Жизнь Власича («Соседи», 1892) ему самому и многим другим представляется торжеством каких-то высоких идей. На самом же деле, если восстановить ее во всей полноте, она была «историей какого-то батальонного командира, великодушного прапорщика, развратной бабы, застрелившегося дедушки…»
Герой рассказа «Жена» (1891) пробует применить к доктору «свои обычные мерки – материалист, идеалист, рубль, стадные инстинкты и т. п., но ни одна мерка не подходила даже приблизительно; и странное дело, пока я только слушал и глядел на него, то он, как человек, был для меня совершенно ясен, но как только я начинал подводить к нему свои мерки, то <…> он становился сложной, запутанной и непонятной натурой». Любые представления о некоей действительности, основанные на предвзятой идее, чреваты неточностями, заблуждениями, ошибками. Тот же герой «Жены» знает, что в деревне Пестрово голод. Он создал в своем воображении картину, составленную из «растерянных лиц», «голосов, вопиющих о помощи», «плача». Но, попав в эту деревню, он видит: «Мальчик возит в салазках девочку с ребенком, другой мальчик лет трех, с окутанной по-бабьи головой и с громадными рукавицами, хочет поймать языком летающие снежинки и смеется. Вот навстречу едет воз с хворостом, около идет мужик <…>. Собаки выбегают из дворов и с любопытством смотрят на моих лошадей. Все тихо, обыкновенно, просто. <…> кругом тишина, порядок жизни, дети, салазки, собаки с задранными хвостами».

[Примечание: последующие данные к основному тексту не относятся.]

//! Static profile content shown on the home, about and companies pages.

use serde::Serialize;

#[derive(Debug, Clone, Serialize)]
pub struct SocialLink {
    pub header: &'static str,
    pub icon: &'static str,
    pub path: &'static str,
}

#[derive(Debug, Clone, Serialize)]
pub struct Company {
    /// Anchor id on the companies page, filled into the companies link view.
    pub slug: &'static str,
    pub name: &'static str,
    pub position: &'static str,
    pub tag: &'static str,
    pub from: &'static str,
    pub till: &'static str,
    pub website: Option<&'static str>,
    pub is_featured: bool,
    pub color: &'static str,
    pub description: &'static str,
    pub logo: &'static str,
    pub social: Vec<SocialLink>,
}

/// One entry of the "My Passions" list.
#[derive(Debug, Clone, Serialize)]
pub struct Passion {
    pub title: &'static str,
    pub comment: &'static str,
}

/// Text of the about page.
#[derive(Debug, Clone, Serialize)]
pub struct About {
    pub who_i_am: &'static str,
    pub statement: &'static str,
    pub passions: Vec<Passion>,
}

/// A headed group of skills inside a tab.
#[derive(Debug, Clone, Serialize)]
pub struct SkillGroup {
    pub header: &'static str,
    pub items: Vec<&'static str>,
}

#[derive(Debug, Clone, Serialize)]
pub struct SkillTab {
    pub title: &'static str,
    pub color: &'static str,
    pub groups: Vec<SkillGroup>,
}

#[derive(Debug, Clone, Serialize)]
pub struct Profile {
    pub handle: &'static str,
    pub name: &'static str,
    pub headline: &'static str,
    pub tagline: &'static str,
    pub skills: Vec<&'static str>,
    pub social: Vec<SocialLink>,
    pub companies: Vec<Company>,
    pub about: About,
    pub skillsets: Vec<SkillTab>,
}

impl Profile {
    /// The site owner's profile.
    pub fn load() -> Self {
        Self {
            handle: "iamevaristus",
            name: "Evaristus Adimonyemma",
            headline: "Entrepreneur, CEO, and Software Engineer",
            tagline: "with love for tech, music and basketball",
            skills: vec![
                "JavaScript", "Music", "React", "Piano", "TypeScript", "Basketball", "Flutter",
                "Java", "SQL",
            ],
            social: social_links(),
            companies: vec![Company {
                slug: "serchservice",
                name: "Serchservice Inc.",
                position: "CEO & Founder",
                tag: "Service, simplified",
                from: "15th August, 2022",
                till: "Present",
                website: Some("https://www.serchservice.com"),
                is_featured: true,
                color: "#050404",
                description: "Serchservice is a platform revolutionizing how users tackle \
                    unplanned disruptions. It connects users to vetted artisans for quick \
                    solutions, offers video-guided DIY support, and enables referral-based \
                    sharing of trusted providers, ensuring reliability and convenience.",
                logo: "https://chxpalpeslofqzeulcjr.supabase.co/storage/v1/object/public/serch/logo/AppLogo.png",
                social: company_links(),
            }],
            about: about(),
            skillsets: skillsets(),
        }
    }

    /// Companies listed under "Featured Companies" on the home page.
    pub fn featured_companies(&self) -> impl Iterator<Item = &Company> {
        self.companies.iter().filter(|c| c.is_featured)
    }
}

fn about() -> About {
    About {
        who_i_am: "Hi, I’m Evaristus Adimonyemma, a CEO, entrepreneur, software engineer, \
            and music enthusiast who thrives on creating and inspiring. Whether I’m leading a \
            team, designing scalable software solutions, or conducting a choir, I bring passion \
            and dedication to everything I do, and inspire growth in every project I undertake.",
        statement: "In everything, I do what I must to build and create things that the \
            audience can relate to.",
        passions: vec![
            Passion {
                title: "Building Scalable Products",
                comment: "I specialize in crafting software solutions that solve real-world \
                    problems while prioritizing efficiency and scalability",
            },
            Passion {
                title: "Music composition, arrangement and conduction",
                comment: "Writing, arranging, and conducting for choirs and orchestras is my \
                    creative outlet. Music allows me to blend structure with artistic freedom, \
                    much like engineering.",
            },
            Passion {
                title: "Basketball",
                comment: "When I’m not coding or composing, you’ll find me on the court. \
                    Basketball teaches me teamwork, strategy, and focus, skills I carry into \
                    my professional life.",
            },
        ],
    }
}

fn group(header: &'static str, items: &[&'static str]) -> SkillGroup {
    SkillGroup {
        header,
        items: items.to_vec(),
    }
}

fn skillsets() -> Vec<SkillTab> {
    vec![
        SkillTab {
            title: "Programming Skills",
            color: "#002DA9FF",
            groups: vec![
                group(
                    "Languages",
                    &[
                        "JavaScript", "Java", "Dart", "Python", "HTML", "CSS", "TypeScript",
                        "Kotlin", "SQL",
                    ],
                ),
                group(
                    "Frameworks & Libraries",
                    &[
                        "ReactJS", "Flutter", "Node.js", "Express.js", "Spring Boot", "Redux",
                        "Jest", "Tailwind CSS",
                    ],
                ),
                group(
                    "Tools & Platforms",
                    &[
                        "Git", "GitHub", "Docker", "Kubernetes", "Firebase", "Supabase",
                        "PostgreSQL", "MySQL", "MongoDB", "Google Cloud", "AWS", "Azure",
                    ],
                ),
            ],
        },
        SkillTab {
            title: "Music Skills",
            color: "#1F00A9FF",
            groups: vec![
                group(
                    "Composing & Arranging",
                    &["Choir Arrangements", "Orchestral Compositions", "Film Scoring"],
                ),
                group("Instruments", &["Piano", "Violin", "Guitar", "Drums"]),
                group(
                    "Conducting",
                    &["Choir Conducting", "Orchestra Conducting", "Band Conducting"],
                ),
            ],
        },
        SkillTab {
            title: "Soft Skills",
            color: "#0038A9FF",
            groups: vec![
                group("Leadership", &["Team Leadership", "Project Management", "Mentorship"]),
                group(
                    "Communication",
                    &["Public Speaking", "Technical Writing", "Conflict Resolution"],
                ),
                group(
                    "Creativity & Problem Solving",
                    &["Innovative Thinking", "Critical Analysis", "Design Thinking"],
                ),
            ],
        },
        SkillTab {
            title: "Interests",
            color: "#1400A9FF",
            groups: vec![
                group("Sports", &["Basketball", "Table Tennis", "Chess"]),
                group("Entertainment", &["Movies", "TV Shows"]),
                group(
                    "Technology",
                    &["AI & Machine Learning", "Blockchain", "IoT (Internet of Things)"],
                ),
                group("Personal Growth", &["Reading", "Writing Blogs", "Traveling"]),
            ],
        },
    ]
}

fn social_links() -> Vec<SocialLink> {
    vec![
        SocialLink {
            header: "LinkedIn",
            icon: "ion:logo-linkedin",
            path: "https://www.linkedin.com/in/iamevaristus",
        },
        SocialLink {
            header: "Instagram",
            icon: "basil:instagram-solid",
            path: "https://www.instagram.com/iamevaristus",
        },
        SocialLink {
            header: "X",
            icon: "line-md:twitter-x",
            path: "https://www.x.com/iamevaristus",
        },
        SocialLink {
            header: "YouTube",
            icon: "line-md:youtube-filled",
            path: "https://www.youtube.com/@iamevaristus",
        },
        SocialLink {
            header: "TikTok",
            icon: "line-md:tiktok",
            path: "https://www.tiktok.com/@iamevaristus",
        },
    ]
}

fn company_links() -> Vec<SocialLink> {
    vec![
        SocialLink {
            header: "LinkedIn",
            icon: "ion:logo-linkedin",
            path: "https://www.linkedin.com/company/serchservice",
        },
        SocialLink {
            header: "Instagram",
            icon: "basil:instagram-solid",
            path: "https://www.instagram.com/serchservice",
        },
        SocialLink {
            header: "X",
            icon: "line-md:twitter-x",
            path: "https://www.x.com/serchservice",
        },
        SocialLink {
            header: "YouTube",
            icon: "line-md:youtube-filled",
            path: "https://www.youtube.com/@serchservice",
        },
        SocialLink {
            header: "TikTok",
            icon: "line-md:tiktok",
            path: "https://www.tiktok.com/@serchservice",
        },
    ]
}

#[cfg(test)]
mod tests {
    use super::*;

    #[test]
    fn test_profile_content() {
        let profile = Profile::load();
        assert_eq!(profile.social.len(), 5);
        assert_eq!(profile.featured_companies().count(), 1);
        assert!(profile.social.iter().all(|s| s.path.starts_with("https://")));
    }

    #[test]
    fn test_about_passions() {
        let about = Profile::load().about;
        assert!(about.who_i_am.starts_with("Hi, I’m Evaristus Adimonyemma"));
        let titles: Vec<&str> = about.passions.iter().map(|p| p.title).collect();
        assert_eq!(
            titles,
            vec![
                "Building Scalable Products",
                "Music composition, arrangement and conduction",
                "Basketball",
            ]
        );
    }

    #[test]
    fn test_skillset_tabs() {
        let tabs = Profile::load().skillsets;
        let titles: Vec<&str> = tabs.iter().map(|t| t.title).collect();
        assert_eq!(titles, vec!["Programming Skills", "Music Skills", "Soft Skills", "Interests"]);
        assert!(tabs.iter().all(|t| !t.groups.is_empty()));

        let languages = &tabs[0].groups[0];
        assert_eq!(languages.header, "Languages");
        assert_eq!(languages.items.len(), 9);
    }
}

Никакая неподвижная, не допускающая корректив идея не может быть истинной. Даже самая в своих истоках светлая и прекрасная идея, дойдя до своего завершения и воспринятая как абсолют, превращается в свою противоположность. У Чехова адепт идеи, не признающий поправок, вносимых в нее бытийной конкретностью, прямолинейно следующий ей, всегда человек узкий, ограниченный. Содержание идеи не спасает – будь это либерализм, дарвинизм, религия (Львов из «Иванова», Власич из «Соседей», Рашевич из рассказа «В усадьбе»).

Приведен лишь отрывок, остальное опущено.